[Data items]
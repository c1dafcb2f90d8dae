use std::str::FromStr;
use std::sync::Arc;
use std::time::Duration;

use sqlx::SqlitePool;
use sqlx::sqlite::{SqliteConnectOptions, SqliteJournalMode, SqlitePoolOptions};
use thiserror::Error;

use crate::repository::{KeyValueStore, Storage};

mod kv_repo;
mod migrate;

const MAX_CONNECTIONS: u32 = 5;
const BUSY_TIMEOUT: Duration = Duration::from_secs(5);

/// Key-value store over a single `kv_entries` table.
#[derive(Clone)]
pub struct SqliteStore {
    pool: SqlitePool,
}

#[derive(Debug, Error)]
#[non_exhaustive]
pub enum SqliteInitError {
    #[error(transparent)]
    Sqlx(#[from] sqlx::Error),
}

impl SqliteStore {
    /// Open a pool for `database_url` in WAL mode.
    ///
    /// # Errors
    ///
    /// Returns `SqliteInitError` for a malformed URL or when no connection
    /// can be opened.
    pub async fn connect(database_url: &str) -> Result<Self, SqliteInitError> {
        let options = SqliteConnectOptions::from_str(database_url)?
            .journal_mode(SqliteJournalMode::Wal)
            .busy_timeout(BUSY_TIMEOUT);
        let pool = SqlitePoolOptions::new()
            .max_connections(MAX_CONNECTIONS)
            .acquire_timeout(BUSY_TIMEOUT)
            .connect_with(options)
            .await?;
        tracing::debug!(database_url, "connected to sqlite");
        Ok(Self { pool })
    }

    #[must_use]
    pub fn pool(&self) -> &SqlitePool {
        &self.pool
    }

    /// Bring the schema up to date.
    ///
    /// # Errors
    ///
    /// Returns `SqliteInitError` if migration queries fail.
    pub async fn migrate(&self) -> Result<(), SqliteInitError> {
        migrate::run_migrations(&self.pool).await
    }
}

impl Storage {
    /// Connect, migrate and wrap the store in JSON deck/user repositories.
    ///
    /// # Errors
    ///
    /// Returns `SqliteInitError` if connecting or migrating fails.
    pub async fn sqlite(database_url: &str) -> Result<Self, SqliteInitError> {
        let store = SqliteStore::connect(database_url).await?;
        store.migrate().await?;
        let kv: Arc<dyn KeyValueStore> = Arc::new(store);
        Ok(Self::from_store(kv))
    }
}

◆ Task statement:
All of the records need to be transcribed exactly.

◆ Answer space:
repository c1dafcb2f90d8dae
use std::str::FromStr;
use std::sync::Arc;
use std::time::Duration;

use sqlx::SqlitePool;
use sqlx::sqlite::{SqliteConnectOptions, SqliteJournalMode, SqlitePoolOptions};
use thiserror::Error;

use crate::repository::{KeyValueStore, Storage};

mod kv_repo;
mod migrate;

const MAX_CONNECTIONS: u32 = 5;
const BUSY_TIMEOUT: Duration = Duration::from_secs(5);

/// Key-value store over a single `kv_entries` table.
#[derive(Clone)]
pub struct SqliteStore {
    pool: SqlitePool,
}

#[derive(Debug, Error)]
#[non_exhaustive]
pub enum SqliteInitError {
    #[error(transparent)]
    Sqlx(#[from] sqlx::Error),
}

impl SqliteStore {
    /// Open a pool for `database_url` in WAL mode.
    ///
    /// # Errors
    ///
    /// Returns `SqliteInitError` for a malformed URL or when no connection
    /// can be opened.
    pub async fn connect(database_url: &str) -> Result<Self, SqliteInitError> {
        let options = SqliteConnectOptions::from_str(database_url)?
            .journal_mode(SqliteJournalMode::Wal)
            .busy_timeout(BUSY_TIMEOUT);
        let pool = SqlitePoolOptions::new()
            .max_connections(MAX_CONNECTIONS)
            .acquire_timeout(BUSY_TIMEOUT)
            .connect_with(options)
            .await?;
        tracing::debug!(database_url, "connected to sqlite");
        Ok(Self { pool })
    }

    #[must_use]
    pub fn pool(&self) -> &SqlitePool {
        &self.pool
    }

    /// Bring the schema up to date.
    ///
    /// # Errors
    ///
    /// Returns `SqliteInitError` if migration queries fail.
    pub async fn migrate(&self) -> Result<(), SqliteInitError> {
        migrate::run_migrations(&self.pool).await
    }
}

impl Storage {
    /// Connect, migrate and wrap the store in JSON deck/user repositories.
    ///
    /// # Errors
    ///
    /// Returns `SqliteInitError` if connecting or migrating fails.
    pub async fn sqlite(database_url: &str) -> Result<Self, SqliteInitError> {
        let store = SqliteStore::connect(database_url).await?;
        store.migrate().await?;
        let kv: Arc<dyn KeyValueStore> = Arc::new(store);
        Ok(Self::from_store(kv))
    }
}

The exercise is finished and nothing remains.